> What is being asked
Take every line from the listing below that contains "usize".

********

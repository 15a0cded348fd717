//! Payment gateway loading and the awaitable widget contract.
//!
//! The gateway's client script is a shared mutable resource: the
//! [`GatewayLoader`] is its sole owner and sole mutator, and nothing else
//! may hold a client handle before `ensure_loaded` resolves. The widget's
//! three callbacks (success, failure, dismiss) are collapsed into one
//! awaitable [`PaymentOutcome`], consumed exactly once per collection.

use std::collections::VecDeque;
use std::sync::atomic::{AtomicU64, Ordering};
use std::sync::{Arc, RwLock};

use async_trait::async_trait;
use domain::ShippingAddress;
use serde::{Deserialize, Serialize};
use tokio::sync::Mutex;

use crate::error::CheckoutError;
use crate::services::PaymentIntent;

/// Contact fields prefilled into the gateway widget from the frozen
/// shipping address.
#[derive(Debug, Clone, PartialEq, Eq, Serialize, Deserialize)]
pub struct CustomerPrefill {
    pub name: String,
    pub email: String,
    pub contact: String,
}

impl CustomerPrefill {
    /// Builds the prefill from a frozen shipping address.
    pub fn from_address(address: &ShippingAddress) -> Self {
        Self {
            name: address.full_name.clone(),
            email: address.email.clone(),
            contact: address.phone.clone(),
        }
    }
}

/// The single result of one interactive gateway collection.
#[derive(Debug, Clone, PartialEq, Eq, Serialize, Deserialize)]
pub enum PaymentOutcome {
    /// The gateway reported success; must still be verified server-side.
    Success {
        gateway_order_id: String,
        gateway_payment_id: String,
        signature: String,
    },

    /// The gateway reported a failed payment (card declined, etc.).
    Failure {
        gateway_order_id: Option<String>,
        gateway_payment_id: Option<String>,
        reason: String,
    },

    /// The buyer dismissed the widget.
    Cancelled,
}

/// A loaded gateway client, able to run one interactive collection.
#[async_trait]
pub trait GatewayClient: Send + Sync {
    /// Opens the widget for the given intent and resolves once the buyer's
    /// interaction produces an outcome.
    ///
    /// An `Err` here is an unexpected widget error, not a payment failure;
    /// payment failures and cancellations arrive as [`PaymentOutcome`]s.
    async fn collect_payment(
        &self,
        intent: &PaymentIntent,
        prefill: CustomerPrefill,
    ) -> Result<PaymentOutcome, CheckoutError>;
}

/// Source of fresh gateway clients (the "script injection" seam).
#[async_trait]
pub trait GatewayProvider: Send + Sync {
    /// The client type this provider produces.
    type Client: GatewayClient + Send + Sync + 'static;

    /// Fetches a fresh client instance.
    async fn load(&self) -> Result<Self::Client, CheckoutError>;
}

struct Slot<C> {
    client: Option<Arc<C>>,
    loaded_epoch: u64,
}

impl<C> Default for Slot<C> {
    fn default() -> Self {
        Self {
            client: None,
            loaded_epoch: 0,
        }
    }
}

/// Sole owner of the gateway client handle.
///
/// `ensure_loaded` discards any stale handle and fetches a fresh one, so a
/// previously initialized client is never reused across payment attempts.
/// Overlapping calls coalesce: a caller that was waiting while another call
/// completed a load reuses that load instead of injecting a second one.
pub struct GatewayLoader<P: GatewayProvider> {
    provider: P,
    slot: Mutex<Slot<P::Client>>,
    epoch: AtomicU64,
}

impl<P: GatewayProvider> GatewayLoader<P> {
    /// Creates a loader over the given provider.
    pub fn new(provider: P) -> Self {
        Self {
            provider,
            slot: Mutex::new(Slot::default()),
            epoch: AtomicU64::new(0),
        }
    }

    /// Returns a fresh, ready gateway client.
    ///
    /// On failure the slot is left empty and the error is recoverable: the
    /// caller reports the gateway unavailable and the buyer may retry.
    pub async fn ensure_loaded(&self) -> Result<Arc<P::Client>, CheckoutError> {
        let requested = self.epoch.load(Ordering::Acquire);
        let mut slot = self.slot.lock().await;

        // A load that completed while this call waited for the lock is
        // fresh enough; don't inject a second client.
        if slot.loaded_epoch > requested
            && let Some(client) = &slot.client
        {
            return Ok(client.clone());
        }

        // Drop the stale handle before fetching a fresh one.
        slot.client = None;

        let client = Arc::new(self.provider.load().await?);
        let loaded = self.epoch.fetch_add(1, Ordering::AcqRel) + 1;
        slot.loaded_epoch = loaded;
        slot.client = Some(client.clone());

        Ok(client)
    }
}

/// Deterministic signature scheme shared by the in-memory gateway and the
/// in-memory payment backend.
pub fn stub_signature(gateway_order_id: &str, gateway_payment_id: &str) -> String {
    format!("sig_{gateway_order_id}_{gateway_payment_id}")
}

#[derive(Debug, Default)]
struct InMemoryGatewayState {
    load_count: usize,
    fail_on_load: bool,
    fail_on_collect: bool,
    next_payment: u32,
    scripted: VecDeque<PaymentOutcome>,
    opened: Vec<OpenedCollection>,
}

/// Record of one widget opening, for test assertions.
#[derive(Debug, Clone, PartialEq, Eq)]
pub struct OpenedCollection {
    pub gateway_order_id: String,
    pub amount_paise: i64,
    pub prefill: CustomerPrefill,
}

/// In-memory gateway provider for testing and the default server wiring.
///
/// Scripted outcomes are shared across the clients it produces, so a test
/// can queue a failure before the payment attempt that will consume it.
#[derive(Debug, Clone, Default)]
pub struct InMemoryGatewayProvider {
    state: Arc<RwLock<InMemoryGatewayState>>,
}

impl InMemoryGatewayProvider {
    /// Creates a new in-memory provider.
    pub fn new() -> Self {
        Self::default()
    }

    /// Configures the next load to fail.
    pub fn set_fail_on_load(&self, fail: bool) {
        self.state.write().unwrap().fail_on_load = fail;
    }

    /// Configures collections to fail with an unexpected widget error.
    pub fn set_fail_on_collect(&self, fail: bool) {
        self.state.write().unwrap().fail_on_collect = fail;
    }

    /// Queues an outcome for the next collection. Without a scripted
    /// outcome, collections succeed with a matching signature.
    pub fn push_outcome(&self, outcome: PaymentOutcome) {
        self.state.write().unwrap().scripted.push_back(outcome);
    }

    /// Returns how many times a client was loaded.
    pub fn load_count(&self) -> usize {
        self.state.read().unwrap().load_count
    }

    /// Returns how many collections were opened.
    pub fn open_count(&self) -> usize {
        self.state.read().unwrap().opened.len()
    }

    /// Returns the most recent opened collection, if any.
    pub fn last_opened(&self) -> Option<OpenedCollection> {
        self.state.read().unwrap().opened.last().cloned()
    }
}

#[async_trait]
impl GatewayProvider for InMemoryGatewayProvider {
    type Client = InMemoryGateway;

    async fn load(&self) -> Result<Self::Client, CheckoutError> {
        // Simulates the script fetch crossing the network.
        tokio::task::yield_now().await;

        let mut state = self.state.write().unwrap();
        if state.fail_on_load {
            return Err(CheckoutError::GatewayUnavailable(
                "gateway script failed to load".to_string(),
            ));
        }

        state.load_count += 1;
        Ok(InMemoryGateway {
            state: self.state.clone(),
        })
    }
}

/// In-memory gateway client produced by [`InMemoryGatewayProvider`].
#[derive(Debug, Clone)]
pub struct InMemoryGateway {
    state: Arc<RwLock<InMemoryGatewayState>>,
}

#[async_trait]
impl GatewayClient for InMemoryGateway {
    async fn collect_payment(
        &self,
        intent: &PaymentIntent,
        prefill: CustomerPrefill,
    ) -> Result<PaymentOutcome, CheckoutError> {
        let mut state = self.state.write().unwrap();

        if state.fail_on_collect {
            return Err(CheckoutError::Gateway(
                "gateway widget crashed".to_string(),
            ));
        }

        state.opened.push(OpenedCollection {
            gateway_order_id: intent.gateway_order_id.clone(),
            amount_paise: intent.amount.paise(),
            prefill,
        });

        if let Some(outcome) = state.scripted.pop_front() {
            return Ok(outcome);
        }

        state.next_payment += 1;
        let gateway_payment_id = format!("pay_{:04}", state.next_payment);
        Ok(PaymentOutcome::Success {
            gateway_order_id: intent.gateway_order_id.clone(),
            signature: stub_signature(&intent.gateway_order_id, &gateway_payment_id),
            gateway_payment_id,
        })
    }
}

#[cfg(test)]
mod tests {
    use super::*;
    use domain::Money;

    fn intent(order_id: &str) -> PaymentIntent {
        PaymentIntent {
            gateway_order_id: order_id.to_string(),
            amount: Money::from_rupees(550),
            currency: "INR".to_string(),
            key_id: "rzp_test_k3ymarket".to_string(),
        }
    }

    fn prefill() -> CustomerPrefill {
        CustomerPrefill {
            name: "Asha Gond".to_string(),
            email: "asha@example.com".to_string(),
            contact: "9876543210".to_string(),
        }
    }

    #[tokio::test]
    async fn sequential_loads_produce_fresh_clients() {
        let provider = InMemoryGatewayProvider::new();
        let loader = GatewayLoader::new(provider.clone());

        let c1 = loader.ensure_loaded().await.unwrap();
        let c2 = loader.ensure_loaded().await.unwrap();

        // Each payment attempt gets a freshly loaded client
        assert!(!Arc::ptr_eq(&c1, &c2));
        assert_eq!(provider.load_count(), 2);
    }

    #[tokio::test]
    async fn concurrent_loads_coalesce() {
        let provider = InMemoryGatewayProvider::new();
        let loader = GatewayLoader::new(provider.clone());

        let (a, b) = tokio::join!(loader.ensure_loaded(), loader.ensure_loaded());
        let a = a.unwrap();
        let b = b.unwrap();

        // At most one injected client for overlapping calls
        assert_eq!(provider.load_count(), 1);
        assert!(Arc::ptr_eq(&a, &b));
    }

    #[tokio::test]
    async fn load_failure_is_recoverable() {
        let provider = InMemoryGatewayProvider::new();
        let loader = GatewayLoader::new(provider.clone());

        provider.set_fail_on_load(true);
        let result = loader.ensure_loaded().await;
        assert!(matches!(result, Err(CheckoutError::GatewayUnavailable(_))));

        // A later retry succeeds once the network recovers
        provider.set_fail_on_load(false);
        assert!(loader.ensure_loaded().await.is_ok());
    }

    #[tokio::test]
    async fn default_collection_succeeds_with_matching_signature() {
        let provider = InMemoryGatewayProvider::new();
        let client = provider.load().await.unwrap();

        let outcome = client
            .collect_payment(&intent("order_0001"), prefill())
            .await
            .unwrap();

        match outcome {
            PaymentOutcome::Success {
                gateway_order_id,
                gateway_payment_id,
                signature,
            } => {
                assert_eq!(gateway_order_id, "order_0001");
                assert_eq!(
                    signature,
                    stub_signature(&gateway_order_id, &gateway_payment_id)
                );
            }
            other => panic!("expected success, got {other:?}"),
        }

        assert_eq!(provider.open_count(), 1);
        assert_eq!(provider.last_opened().unwrap().amount_paise, 55_000);
    }

    #[tokio::test]
    async fn scripted_outcomes_are_consumed_in_order() {
        let provider = InMemoryGatewayProvider::new();
        provider.push_outcome(PaymentOutcome::Cancelled);
        provider.push_outcome(PaymentOutcome::Failure {
            gateway_order_id: Some("order_0001".to_string()),
            gateway_payment_id: None,
            reason: "card declined".to_string(),
        });

        let client = provider.load().await.unwrap();

        let first = client
            .collect_payment(&intent("order_0001"), prefill())
            .await
            .unwrap();
        assert_eq!(first, PaymentOutcome::Cancelled);

        let second = client
            .collect_payment(&intent("order_0002"), prefill())
            .await
            .unwrap();
        assert!(matches!(second, PaymentOutcome::Failure { .. }));

        // Queue exhausted: back to default success
        let third = client
            .collect_payment(&intent("order_0003"), prefill())
            .await
            .unwrap();
        assert!(matches!(third, PaymentOutcome::Success { .. }));
    }

    #[tokio::test]
    async fn widget_crash_is_an_error_not_an_outcome() {
        let provider = InMemoryGatewayProvider::new();
        provider.set_fail_on_collect(true);
        let client = provider.load().await.unwrap();

        let result = client.collect_payment(&intent("order_0001"), prefill()).await;
        assert!(matches!(result, Err(CheckoutError::Gateway(_))));
    }

    #[test]
    fn prefill_uses_frozen_address_contact_fields() {
        let mut form = domain::AddressForm::new();
        form.set_full_name("Asha Gond");
        form.set_phone("9876543210");
        form.set_email("asha@example.com");
        form.set_address_line("12 Forest Lane");
        form.set_city("Bhopal");
        form.set_pincode("462001");
        let address = form.validate().unwrap();

        let prefill = CustomerPrefill::from_address(&address);
        assert_eq!(prefill.name, "Asha Gond");
        assert_eq!(prefill.contact, "9876543210");
        assert_eq!(prefill.email, "asha@example.com");
    }
}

********

> Your solution
    load_count: usize,
    pub fn load_count(&self) -> usize {
    pub fn open_count(&self) -> usize {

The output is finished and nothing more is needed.